> **The task**
All that should be output is the block of lines below from the line with "pub use error::NetworkError;" to the line with "pub use transport::Transport;", both included, exactly as written.

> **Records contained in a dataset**
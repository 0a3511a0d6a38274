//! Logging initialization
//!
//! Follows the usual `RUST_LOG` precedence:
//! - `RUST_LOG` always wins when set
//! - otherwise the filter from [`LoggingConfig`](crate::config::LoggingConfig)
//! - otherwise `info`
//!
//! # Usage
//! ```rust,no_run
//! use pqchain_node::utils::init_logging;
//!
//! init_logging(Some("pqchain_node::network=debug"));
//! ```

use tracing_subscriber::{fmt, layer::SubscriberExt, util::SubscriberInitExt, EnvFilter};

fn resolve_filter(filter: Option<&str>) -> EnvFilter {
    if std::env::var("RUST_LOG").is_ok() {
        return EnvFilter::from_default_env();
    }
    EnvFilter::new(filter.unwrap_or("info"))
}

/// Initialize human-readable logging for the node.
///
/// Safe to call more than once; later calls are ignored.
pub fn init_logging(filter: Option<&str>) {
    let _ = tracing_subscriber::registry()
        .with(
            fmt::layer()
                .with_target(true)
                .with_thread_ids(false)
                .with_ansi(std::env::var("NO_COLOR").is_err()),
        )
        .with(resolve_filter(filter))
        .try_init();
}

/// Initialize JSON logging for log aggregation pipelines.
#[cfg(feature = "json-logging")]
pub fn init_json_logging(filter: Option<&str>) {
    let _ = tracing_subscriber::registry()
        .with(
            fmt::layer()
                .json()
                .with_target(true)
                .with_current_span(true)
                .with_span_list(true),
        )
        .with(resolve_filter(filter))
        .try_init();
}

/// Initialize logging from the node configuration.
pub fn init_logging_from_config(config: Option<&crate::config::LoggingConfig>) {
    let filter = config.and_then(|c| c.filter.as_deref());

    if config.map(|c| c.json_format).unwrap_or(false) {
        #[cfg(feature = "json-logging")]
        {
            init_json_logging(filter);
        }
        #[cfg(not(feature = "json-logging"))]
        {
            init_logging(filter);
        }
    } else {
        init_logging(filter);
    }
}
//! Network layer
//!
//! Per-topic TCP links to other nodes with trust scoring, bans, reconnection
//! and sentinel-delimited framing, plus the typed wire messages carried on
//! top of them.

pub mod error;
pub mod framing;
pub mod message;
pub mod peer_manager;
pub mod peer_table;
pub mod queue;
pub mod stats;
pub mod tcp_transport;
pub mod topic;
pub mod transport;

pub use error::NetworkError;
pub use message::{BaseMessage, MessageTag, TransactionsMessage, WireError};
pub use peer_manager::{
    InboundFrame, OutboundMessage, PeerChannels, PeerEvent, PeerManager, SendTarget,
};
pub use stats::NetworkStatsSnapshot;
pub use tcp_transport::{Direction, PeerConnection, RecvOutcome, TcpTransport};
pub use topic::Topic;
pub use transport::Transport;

* * *

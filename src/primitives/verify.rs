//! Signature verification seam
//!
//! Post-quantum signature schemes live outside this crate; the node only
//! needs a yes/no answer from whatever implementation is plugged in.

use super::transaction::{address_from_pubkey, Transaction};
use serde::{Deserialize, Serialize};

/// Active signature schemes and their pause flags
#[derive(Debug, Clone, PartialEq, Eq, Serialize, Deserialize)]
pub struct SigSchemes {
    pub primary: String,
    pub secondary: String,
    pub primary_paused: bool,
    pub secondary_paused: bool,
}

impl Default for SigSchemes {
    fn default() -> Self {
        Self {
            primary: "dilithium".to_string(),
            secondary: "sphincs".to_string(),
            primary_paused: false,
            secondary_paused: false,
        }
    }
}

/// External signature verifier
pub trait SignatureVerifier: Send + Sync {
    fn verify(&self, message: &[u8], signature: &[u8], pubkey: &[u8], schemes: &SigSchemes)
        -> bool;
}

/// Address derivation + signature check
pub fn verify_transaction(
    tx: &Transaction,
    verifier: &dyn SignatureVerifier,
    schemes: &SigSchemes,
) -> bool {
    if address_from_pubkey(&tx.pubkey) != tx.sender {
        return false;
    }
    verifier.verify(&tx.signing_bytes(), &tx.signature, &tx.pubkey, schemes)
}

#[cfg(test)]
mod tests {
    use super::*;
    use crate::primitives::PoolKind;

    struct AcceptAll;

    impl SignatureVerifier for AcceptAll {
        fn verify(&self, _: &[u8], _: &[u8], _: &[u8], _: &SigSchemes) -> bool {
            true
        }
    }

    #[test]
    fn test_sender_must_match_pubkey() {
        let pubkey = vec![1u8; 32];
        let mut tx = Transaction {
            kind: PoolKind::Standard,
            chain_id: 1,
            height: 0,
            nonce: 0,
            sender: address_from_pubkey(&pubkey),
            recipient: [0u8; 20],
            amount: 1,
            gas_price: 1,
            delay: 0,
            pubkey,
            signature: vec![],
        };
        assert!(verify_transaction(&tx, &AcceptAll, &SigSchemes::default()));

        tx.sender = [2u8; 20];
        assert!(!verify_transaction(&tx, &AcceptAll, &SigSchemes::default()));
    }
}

--

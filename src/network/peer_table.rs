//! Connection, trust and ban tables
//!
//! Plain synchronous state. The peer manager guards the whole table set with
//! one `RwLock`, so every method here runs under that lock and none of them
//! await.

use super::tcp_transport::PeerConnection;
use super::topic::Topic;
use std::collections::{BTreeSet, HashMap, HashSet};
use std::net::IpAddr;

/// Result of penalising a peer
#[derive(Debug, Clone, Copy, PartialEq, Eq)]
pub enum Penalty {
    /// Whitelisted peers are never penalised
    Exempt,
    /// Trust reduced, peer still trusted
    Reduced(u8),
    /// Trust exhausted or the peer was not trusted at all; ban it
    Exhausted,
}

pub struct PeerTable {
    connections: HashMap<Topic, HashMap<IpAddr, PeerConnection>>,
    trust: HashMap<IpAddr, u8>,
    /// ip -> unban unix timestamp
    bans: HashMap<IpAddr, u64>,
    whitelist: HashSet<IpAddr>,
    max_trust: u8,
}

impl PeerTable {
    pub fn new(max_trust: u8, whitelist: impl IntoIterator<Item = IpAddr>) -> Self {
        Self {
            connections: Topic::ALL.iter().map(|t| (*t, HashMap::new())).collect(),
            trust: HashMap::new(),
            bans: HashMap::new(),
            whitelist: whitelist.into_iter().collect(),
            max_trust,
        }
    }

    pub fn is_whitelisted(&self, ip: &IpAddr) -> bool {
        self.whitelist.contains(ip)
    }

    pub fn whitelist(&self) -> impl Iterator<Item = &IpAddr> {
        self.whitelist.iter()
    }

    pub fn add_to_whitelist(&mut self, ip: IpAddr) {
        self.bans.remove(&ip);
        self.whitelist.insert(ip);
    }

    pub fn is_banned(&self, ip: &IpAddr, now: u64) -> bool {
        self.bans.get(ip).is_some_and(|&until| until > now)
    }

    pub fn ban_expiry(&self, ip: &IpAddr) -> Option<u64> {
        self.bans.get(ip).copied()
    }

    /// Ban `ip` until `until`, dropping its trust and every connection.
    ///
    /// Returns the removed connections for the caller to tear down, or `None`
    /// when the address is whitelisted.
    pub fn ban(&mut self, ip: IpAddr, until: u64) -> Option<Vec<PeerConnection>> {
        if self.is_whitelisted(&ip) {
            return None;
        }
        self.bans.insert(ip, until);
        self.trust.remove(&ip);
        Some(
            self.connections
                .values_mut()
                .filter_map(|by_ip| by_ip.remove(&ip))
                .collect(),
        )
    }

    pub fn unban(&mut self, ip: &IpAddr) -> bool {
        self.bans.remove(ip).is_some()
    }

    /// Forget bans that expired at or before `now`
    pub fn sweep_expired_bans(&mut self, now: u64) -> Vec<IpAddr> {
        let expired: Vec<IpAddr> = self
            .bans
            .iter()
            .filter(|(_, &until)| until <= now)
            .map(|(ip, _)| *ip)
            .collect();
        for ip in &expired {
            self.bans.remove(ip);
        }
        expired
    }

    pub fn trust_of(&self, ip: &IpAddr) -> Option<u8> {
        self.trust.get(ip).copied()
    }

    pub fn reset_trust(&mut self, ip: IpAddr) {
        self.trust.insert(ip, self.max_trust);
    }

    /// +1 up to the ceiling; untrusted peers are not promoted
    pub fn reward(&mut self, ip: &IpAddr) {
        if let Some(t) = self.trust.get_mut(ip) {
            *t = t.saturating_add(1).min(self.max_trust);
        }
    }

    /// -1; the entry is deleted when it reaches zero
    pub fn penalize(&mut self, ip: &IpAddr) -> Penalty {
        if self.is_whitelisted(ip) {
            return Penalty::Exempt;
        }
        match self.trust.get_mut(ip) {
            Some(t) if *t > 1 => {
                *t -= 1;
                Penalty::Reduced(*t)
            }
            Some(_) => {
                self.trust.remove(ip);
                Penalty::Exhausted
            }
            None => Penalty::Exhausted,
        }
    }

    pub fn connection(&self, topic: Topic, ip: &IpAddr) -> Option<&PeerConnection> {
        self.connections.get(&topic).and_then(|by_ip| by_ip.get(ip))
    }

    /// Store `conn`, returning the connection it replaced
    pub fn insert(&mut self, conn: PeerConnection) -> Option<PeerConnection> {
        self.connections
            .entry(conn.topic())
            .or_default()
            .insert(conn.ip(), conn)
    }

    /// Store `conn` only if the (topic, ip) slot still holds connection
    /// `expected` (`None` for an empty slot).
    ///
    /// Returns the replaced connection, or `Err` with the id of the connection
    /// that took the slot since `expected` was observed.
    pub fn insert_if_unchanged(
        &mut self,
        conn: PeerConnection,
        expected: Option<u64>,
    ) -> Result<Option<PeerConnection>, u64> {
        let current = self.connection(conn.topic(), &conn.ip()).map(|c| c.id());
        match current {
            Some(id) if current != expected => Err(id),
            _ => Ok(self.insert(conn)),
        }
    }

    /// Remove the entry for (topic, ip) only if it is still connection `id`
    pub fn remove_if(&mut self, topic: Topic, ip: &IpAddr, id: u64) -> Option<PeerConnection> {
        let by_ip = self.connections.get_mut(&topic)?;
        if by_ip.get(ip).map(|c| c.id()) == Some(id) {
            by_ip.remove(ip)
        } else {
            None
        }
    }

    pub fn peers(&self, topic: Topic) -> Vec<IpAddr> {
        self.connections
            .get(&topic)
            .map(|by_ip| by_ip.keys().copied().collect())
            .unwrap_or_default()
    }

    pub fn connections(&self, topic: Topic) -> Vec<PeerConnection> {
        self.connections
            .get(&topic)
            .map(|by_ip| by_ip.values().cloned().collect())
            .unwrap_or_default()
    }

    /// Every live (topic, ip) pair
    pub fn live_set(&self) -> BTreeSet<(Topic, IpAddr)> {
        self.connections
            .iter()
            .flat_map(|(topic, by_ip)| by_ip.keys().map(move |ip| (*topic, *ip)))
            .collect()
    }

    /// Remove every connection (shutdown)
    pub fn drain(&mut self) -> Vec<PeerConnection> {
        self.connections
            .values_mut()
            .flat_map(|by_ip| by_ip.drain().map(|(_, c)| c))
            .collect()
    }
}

> **Solved exercise**
pub use error::NetworkError;
pub use message::{BaseMessage, MessageTag, TransactionsMessage, WireError};
pub use peer_manager::{
    InboundFrame, OutboundMessage, PeerChannels, PeerEvent, PeerManager, SendTarget,
};
pub use stats::NetworkStatsSnapshot;
pub use tcp_transport::{Direction, PeerConnection, RecvOutcome, TcpTransport};
pub use topic::Topic;
pub use transport::Transport;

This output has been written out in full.